» **TASK DIRECTIONS**
Look through the data below for the line with "filename src/tools/mod.rs", and transcribe it exactly together with each line after it up to and including the line with "Arc::new(client)". Give nothing else.

» **LISTED ENTRIES**
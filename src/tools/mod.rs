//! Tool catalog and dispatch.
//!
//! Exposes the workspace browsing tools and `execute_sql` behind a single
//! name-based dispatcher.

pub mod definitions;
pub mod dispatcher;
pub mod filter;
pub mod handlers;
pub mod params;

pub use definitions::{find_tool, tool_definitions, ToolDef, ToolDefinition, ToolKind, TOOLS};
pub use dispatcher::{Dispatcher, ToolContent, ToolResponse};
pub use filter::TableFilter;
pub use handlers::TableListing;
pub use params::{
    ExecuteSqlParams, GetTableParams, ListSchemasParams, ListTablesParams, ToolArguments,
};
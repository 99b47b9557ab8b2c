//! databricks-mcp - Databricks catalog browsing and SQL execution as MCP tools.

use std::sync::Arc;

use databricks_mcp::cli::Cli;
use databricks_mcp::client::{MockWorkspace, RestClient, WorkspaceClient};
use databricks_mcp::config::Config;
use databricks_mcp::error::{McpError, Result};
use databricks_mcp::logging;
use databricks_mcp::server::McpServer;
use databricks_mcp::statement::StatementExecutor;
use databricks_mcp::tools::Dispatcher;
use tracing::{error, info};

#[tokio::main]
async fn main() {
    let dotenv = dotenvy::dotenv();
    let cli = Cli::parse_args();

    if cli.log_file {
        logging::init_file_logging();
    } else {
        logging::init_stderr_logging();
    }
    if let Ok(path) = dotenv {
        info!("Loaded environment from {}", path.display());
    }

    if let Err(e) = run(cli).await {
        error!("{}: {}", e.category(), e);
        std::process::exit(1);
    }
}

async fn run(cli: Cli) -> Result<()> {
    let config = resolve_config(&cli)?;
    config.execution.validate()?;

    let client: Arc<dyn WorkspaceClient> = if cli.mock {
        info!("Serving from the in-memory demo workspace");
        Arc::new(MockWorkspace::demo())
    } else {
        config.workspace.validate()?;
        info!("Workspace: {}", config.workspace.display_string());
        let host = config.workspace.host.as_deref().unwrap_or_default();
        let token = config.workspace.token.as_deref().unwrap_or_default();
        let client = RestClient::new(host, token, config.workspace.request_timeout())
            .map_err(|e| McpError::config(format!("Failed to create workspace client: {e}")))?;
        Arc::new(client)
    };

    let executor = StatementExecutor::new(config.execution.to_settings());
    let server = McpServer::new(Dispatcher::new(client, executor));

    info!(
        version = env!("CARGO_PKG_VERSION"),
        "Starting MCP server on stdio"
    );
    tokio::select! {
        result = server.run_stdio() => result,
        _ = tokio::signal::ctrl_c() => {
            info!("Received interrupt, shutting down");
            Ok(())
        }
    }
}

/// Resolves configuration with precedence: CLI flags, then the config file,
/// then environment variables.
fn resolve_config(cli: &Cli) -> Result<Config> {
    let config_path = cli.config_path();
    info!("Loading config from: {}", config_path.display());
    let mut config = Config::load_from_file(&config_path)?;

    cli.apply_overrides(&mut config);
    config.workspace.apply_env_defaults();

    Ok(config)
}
==
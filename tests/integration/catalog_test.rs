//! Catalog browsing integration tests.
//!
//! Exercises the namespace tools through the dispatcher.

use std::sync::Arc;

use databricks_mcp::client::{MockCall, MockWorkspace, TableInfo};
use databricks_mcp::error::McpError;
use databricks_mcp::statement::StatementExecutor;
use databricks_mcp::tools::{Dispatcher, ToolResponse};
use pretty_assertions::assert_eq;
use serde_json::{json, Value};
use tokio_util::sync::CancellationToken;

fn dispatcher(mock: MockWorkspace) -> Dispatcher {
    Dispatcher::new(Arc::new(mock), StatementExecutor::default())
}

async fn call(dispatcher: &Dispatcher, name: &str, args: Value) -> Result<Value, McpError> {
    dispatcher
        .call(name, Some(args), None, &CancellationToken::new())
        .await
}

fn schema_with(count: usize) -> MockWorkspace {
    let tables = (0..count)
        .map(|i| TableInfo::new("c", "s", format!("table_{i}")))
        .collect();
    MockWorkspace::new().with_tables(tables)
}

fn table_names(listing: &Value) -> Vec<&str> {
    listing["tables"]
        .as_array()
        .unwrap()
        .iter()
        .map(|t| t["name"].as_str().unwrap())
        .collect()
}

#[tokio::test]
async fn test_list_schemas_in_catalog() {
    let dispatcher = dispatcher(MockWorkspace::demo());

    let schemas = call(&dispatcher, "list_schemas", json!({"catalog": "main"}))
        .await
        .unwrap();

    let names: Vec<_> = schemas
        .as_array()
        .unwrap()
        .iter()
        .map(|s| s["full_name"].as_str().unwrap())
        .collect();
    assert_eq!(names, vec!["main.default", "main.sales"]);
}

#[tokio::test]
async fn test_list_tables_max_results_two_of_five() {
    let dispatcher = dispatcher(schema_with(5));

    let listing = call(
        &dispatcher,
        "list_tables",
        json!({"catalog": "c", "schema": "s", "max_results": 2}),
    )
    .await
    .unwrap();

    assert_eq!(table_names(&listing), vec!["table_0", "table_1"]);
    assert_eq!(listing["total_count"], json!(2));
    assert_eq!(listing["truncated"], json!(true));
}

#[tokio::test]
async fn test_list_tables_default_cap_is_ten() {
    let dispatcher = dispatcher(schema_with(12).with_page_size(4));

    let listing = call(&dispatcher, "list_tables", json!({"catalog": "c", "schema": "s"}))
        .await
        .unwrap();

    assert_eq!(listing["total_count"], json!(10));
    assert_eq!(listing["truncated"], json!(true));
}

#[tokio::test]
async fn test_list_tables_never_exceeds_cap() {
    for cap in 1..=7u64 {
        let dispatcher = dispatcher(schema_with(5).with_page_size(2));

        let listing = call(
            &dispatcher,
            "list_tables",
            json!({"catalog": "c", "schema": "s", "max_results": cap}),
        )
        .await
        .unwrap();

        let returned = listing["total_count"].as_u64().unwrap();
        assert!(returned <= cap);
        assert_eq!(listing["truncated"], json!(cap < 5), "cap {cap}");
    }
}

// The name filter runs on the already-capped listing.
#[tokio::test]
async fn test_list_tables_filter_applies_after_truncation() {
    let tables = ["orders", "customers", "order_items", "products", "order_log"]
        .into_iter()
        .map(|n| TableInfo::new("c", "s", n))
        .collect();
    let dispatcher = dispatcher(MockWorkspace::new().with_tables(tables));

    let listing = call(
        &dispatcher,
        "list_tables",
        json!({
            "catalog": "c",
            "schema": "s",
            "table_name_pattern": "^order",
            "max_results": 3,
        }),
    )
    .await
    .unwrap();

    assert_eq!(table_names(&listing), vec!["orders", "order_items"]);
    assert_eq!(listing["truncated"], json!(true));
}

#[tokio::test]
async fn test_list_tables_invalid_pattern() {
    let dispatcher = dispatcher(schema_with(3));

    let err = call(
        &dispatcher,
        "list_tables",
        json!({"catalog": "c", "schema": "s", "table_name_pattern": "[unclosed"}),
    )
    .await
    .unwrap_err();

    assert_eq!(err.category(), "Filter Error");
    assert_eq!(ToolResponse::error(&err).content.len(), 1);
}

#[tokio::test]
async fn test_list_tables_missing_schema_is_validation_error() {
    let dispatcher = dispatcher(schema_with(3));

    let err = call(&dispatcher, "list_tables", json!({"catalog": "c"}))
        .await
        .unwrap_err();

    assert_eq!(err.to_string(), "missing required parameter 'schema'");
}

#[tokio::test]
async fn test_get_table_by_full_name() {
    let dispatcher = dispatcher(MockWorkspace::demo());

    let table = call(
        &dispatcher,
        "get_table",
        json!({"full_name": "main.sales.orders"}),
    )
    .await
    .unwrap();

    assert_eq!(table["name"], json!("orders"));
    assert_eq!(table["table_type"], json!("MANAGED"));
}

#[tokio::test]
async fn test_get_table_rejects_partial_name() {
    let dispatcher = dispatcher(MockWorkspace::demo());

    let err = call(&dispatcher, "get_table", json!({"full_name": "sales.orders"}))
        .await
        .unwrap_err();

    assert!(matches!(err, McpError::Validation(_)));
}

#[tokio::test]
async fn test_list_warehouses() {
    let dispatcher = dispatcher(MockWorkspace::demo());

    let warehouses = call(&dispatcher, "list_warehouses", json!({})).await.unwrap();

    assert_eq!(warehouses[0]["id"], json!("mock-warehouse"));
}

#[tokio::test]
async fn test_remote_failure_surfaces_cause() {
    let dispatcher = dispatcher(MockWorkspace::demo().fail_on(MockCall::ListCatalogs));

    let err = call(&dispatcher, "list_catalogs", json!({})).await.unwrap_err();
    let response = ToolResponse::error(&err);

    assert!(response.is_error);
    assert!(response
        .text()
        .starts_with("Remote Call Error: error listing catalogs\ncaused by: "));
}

» **RESPONSE BOX**
filename src/tools/mod.rs
//! Tool catalog and dispatch.
//!
//! Exposes the workspace browsing tools and `execute_sql` behind a single
//! name-based dispatcher.

pub mod definitions;
pub mod dispatcher;
pub mod filter;
pub mod handlers;
pub mod params;

pub use definitions::{find_tool, tool_definitions, ToolDef, ToolDefinition, ToolKind, TOOLS};
pub use dispatcher::{Dispatcher, ToolContent, ToolResponse};
pub use filter::TableFilter;
pub use handlers::TableListing;
pub use params::{
    ExecuteSqlParams, GetTableParams, ListSchemasParams, ListTablesParams, ToolArguments,
};
repository 99b47b9557ab8b2c
//! databricks-mcp - Databricks catalog browsing and SQL execution as MCP tools.

use std::sync::Arc;

use databricks_mcp::cli::Cli;
use databricks_mcp::client::{MockWorkspace, RestClient, WorkspaceClient};
use databricks_mcp::config::Config;
use databricks_mcp::error::{McpError, Result};
use databricks_mcp::logging;
use databricks_mcp::server::McpServer;
use databricks_mcp::statement::StatementExecutor;
use databricks_mcp::tools::Dispatcher;
use tracing::{error, info};

#[tokio::main]
async fn main() {
    let dotenv = dotenvy::dotenv();
    let cli = Cli::parse_args();

    if cli.log_file {
        logging::init_file_logging();
    } else {
        logging::init_stderr_logging();
    }
    if let Ok(path) = dotenv {
        info!("Loaded environment from {}", path.display());
    }

    if let Err(e) = run(cli).await {
        error!("{}: {}", e.category(), e);
        std::process::exit(1);
    }
}

async fn run(cli: Cli) -> Result<()> {
    let config = resolve_config(&cli)?;
    config.execution.validate()?;

    let client: Arc<dyn WorkspaceClient> = if cli.mock {
        info!("Serving from the in-memory demo workspace");
        Arc::new(MockWorkspace::demo())
    } else {
        config.workspace.validate()?;
        info!("Workspace: {}", config.workspace.display_string());
        let host = config.workspace.host.as_deref().unwrap_or_default();
        let token = config.workspace.token.as_deref().unwrap_or_default();
        let client = RestClient::new(host, token, config.workspace.request_timeout())
            .map_err(|e| McpError::config(format!("Failed to create workspace client: {e}")))?;
        Arc::new(client)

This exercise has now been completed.